Search engines like yahoo are remarkably sophisticated systems. Note using the phrase “system.” A lot of people tend to imagine search engine listings as some type of computer device that appears with the Internet within a nanosecond and returns a fast reply to an Internet searcher’s query.
That’s hardly the way it is. Instead, search engine listings require notably intricate computer software, data centers and networking which costs huge amounts of dollars.
Today, doctors depend increasingly on search engine listings to assist them to find new patients. Because of the growing influence of your Internet around the business of medical, we’re dedicating a series to untangling the complexity of online search.
We’ll avoid the really geeky stuff but hopefully provide enough of the basics for the health care professional simply wanting to be a better manager. Let’s start out with this installment in the first rule of SEO.
The sole exception to the statement is if you work with Google or other internet search engine. All through us, SEO is all about information quality.
Search engines like yahoo use software to analyze all 250 million-plus websites on the Internet, using something called robots or spiders to “crawl” the websites. In a process called indexing, these robots gather, analyze and store what they find in a database.
The Google database – stored on over a million computer servers worldwide – is exactly what you, the web searcher, consider each time you execute a Google search.

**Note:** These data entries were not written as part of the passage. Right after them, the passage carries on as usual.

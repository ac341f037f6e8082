//! Result objects and file output
//!
//! An [OptResult] bundles the winning run of the cycle-count search with the
//! settings that produced it, and knows how to write the trace table
//! (`simulation_results.csv`) and the run summary (`summary.json`) to the
//! configured output folder.

use std::fs::File;
use std::path::{Path, PathBuf};

use anyhow::{Context, Result};
use csv::WriterBuilder;
use serde_derive::Serialize;

use crate::optimizer::CycleOptimum;
use crate::routines::settings::Settings;
use crate::structs::trace::SimulationTrace;

/// The result of a cycle-count optimization run
#[derive(Debug, Clone)]
pub struct OptResult {
    pub cycles: usize,
    pub mean_utility: f64,
    pub trace: SimulationTrace,
    pub settings: Settings,
}

/// Summary statistics of the winning run, serialized to `summary.json`
#[derive(Debug, Clone, Serialize)]
pub struct Summary {
    pub optimal_cycles: usize,
    pub cumulative_ox: f64,
    pub final_anc: f64,
    pub min_anc: f64,
    pub days_severe_neutropenia: usize,
    pub chronic_neuropathy_onset_day: Option<f64>,
    pub chronic_neuropathy_threshold_mg: f64,
    pub final_utility: f64,
    pub mean_utility: f64,
    pub final_tumor_size: f64,
    pub total_cost: f64,
    pub mean_daily_cost: f64,
}

impl OptResult {
    pub fn new(optimum: CycleOptimum, settings: Settings) -> Self {
        OptResult {
            cycles: optimum.cycles,
            mean_utility: optimum.mean_utility,
            trace: optimum.trace,
            settings,
        }
    }

    /// Summary statistics derived from the trace
    pub fn summary(&self) -> Summary {
        let trace = &self.trace;
        Summary {
            optimal_cycles: self.cycles,
            cumulative_ox: trace.cumulative_ox(),
            final_anc: trace.final_anc(),
            min_anc: trace.min_anc(),
            days_severe_neutropenia: trace
                .days_severe_neutropenia(self.settings.hematology.severe_neutropenia_threshold),
            chronic_neuropathy_onset_day: trace.chronic_onset_day(),
            chronic_neuropathy_threshold_mg: trace.chronic_threshold_mg,
            final_utility: trace.final_utility(),
            mean_utility: self.mean_utility,
            final_tumor_size: trace.final_tumor_size(),
            total_cost: trace.total_cost(),
            mean_daily_cost: trace.mean_daily_cost(),
        }
    }

    /// Write all output files to the configured output folder
    pub fn write_outputs(&self) -> Result<()> {
        let folder = PathBuf::from(&self.settings.paths.output_folder);
        std::fs::create_dir_all(&folder)
            .with_context(|| format!("Failed to create output folder {:?}", folder))?;
        self.write_trace(&folder)?;
        self.write_summary(&folder)?;
        Ok(())
    }

    /// Write the full trace as `simulation_results.csv`
    pub fn write_trace(&self, folder: &Path) -> Result<()> {
        let path = folder.join("simulation_results.csv");
        let file = File::create(&path)
            .with_context(|| format!("Failed to create {:?}", path))?;
        let mut writer = WriterBuilder::new().has_headers(true).from_writer(file);

        writer.write_record([
            "Day",
            "5FU_Dose_mg",
            "Oxaliplatin_Dose_mg",
            "5FU_Conc_mg_L",
            "Oxaliplatin_Conc_mg_L",
            "ANC_10^9_L",
            "Acute_Neuropathy(0/1)",
            "Chronic_Neuropathy(0/1)",
            "Cumulative_Oxaliplatin_mg",
            "Tumor_Size",
            "Daily_Cost",
            "Total_Cost",
            "Utility",
        ])?;

        let trace = &self.trace;
        for t in 0..trace.len() {
            writer.write_record([
                trace.time[t].to_string(),
                trace.dose_fu[t].to_string(),
                trace.dose_ox[t].to_string(),
                trace.conc_fu[t].to_string(),
                trace.conc_ox[t].to_string(),
                trace.anc[t].to_string(),
                trace.acute_neuropathy[t].to_string(),
                trace.chronic_neuropathy[t].to_string(),
                trace.cum_ox[t].to_string(),
                trace.tumor_size[t].to_string(),
                trace.daily_cost[t].to_string(),
                trace.total_cost[t].to_string(),
                trace.utility[t].to_string(),
            ])?;
        }
        writer.flush()?;
        tracing::info!("Trace written to {:?}", path);
        Ok(())
    }

    /// Write summary statistics as `summary.json`
    pub fn write_summary(&self, folder: &Path) -> Result<()> {
        let path = folder.join("summary.json");
        let file = File::create(&path)
            .with_context(|| format!("Failed to create {:?}", path))?;
        serde_json::to_writer_pretty(file, &self.summary())?;
        tracing::info!("Summary written to {:?}", path);
        Ok(())
    }
}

Google, king of Online search
We’ll focus here on Google because approximately three of four Internet searchers use that specific internet search engine. This really is concerning the only computer stuff any medical marketer or doctor may want to understand about Google:
Google crawls in excess of 20 billion webpages each day, based on Wired magazine.
Google handles approximately 3 billion searches daily.
Google uses an extraordinarily complex, ever-changing algorithm to rank pages for just about any particular Online search term, whether it’s “skin cancer,” “dislocated finger” or “common cold.” The algorithm could very well be by far the most closely guarded trade secret on earth.
The Google algorithm assesses over 200 “signals” to be able to rank a page, says spokesman Matt Cutts. “The secret sauce is in the blending of these signals.”
Google keeps all its data in a unknown amount of data centers all over the world, each typically costing just as much as $600 million to build and contain approximately 50,000 servers. This is because search engines like google have millions of small databases, each focused on a keyword topic. It is then easier so they can retrieve dexhpky73 in fractions of any second.
Okay. End from the techy stuff. We only cite these statistics in hopes of endowing a feeling of humble respect for which we think about the greatest human invention ever: the Internet google search.
Otherwise, the project of improving search-engine rankings is focused on the standard of info on each webpage.
Google’s 200-plus signals include factors including the page’s content, title, any keywords in headlines in the page, proximity of keywords to each other on that page, the page URL (website address) and PageRank, a Google way of measuring the number of other webpages link inward to that particular particular page.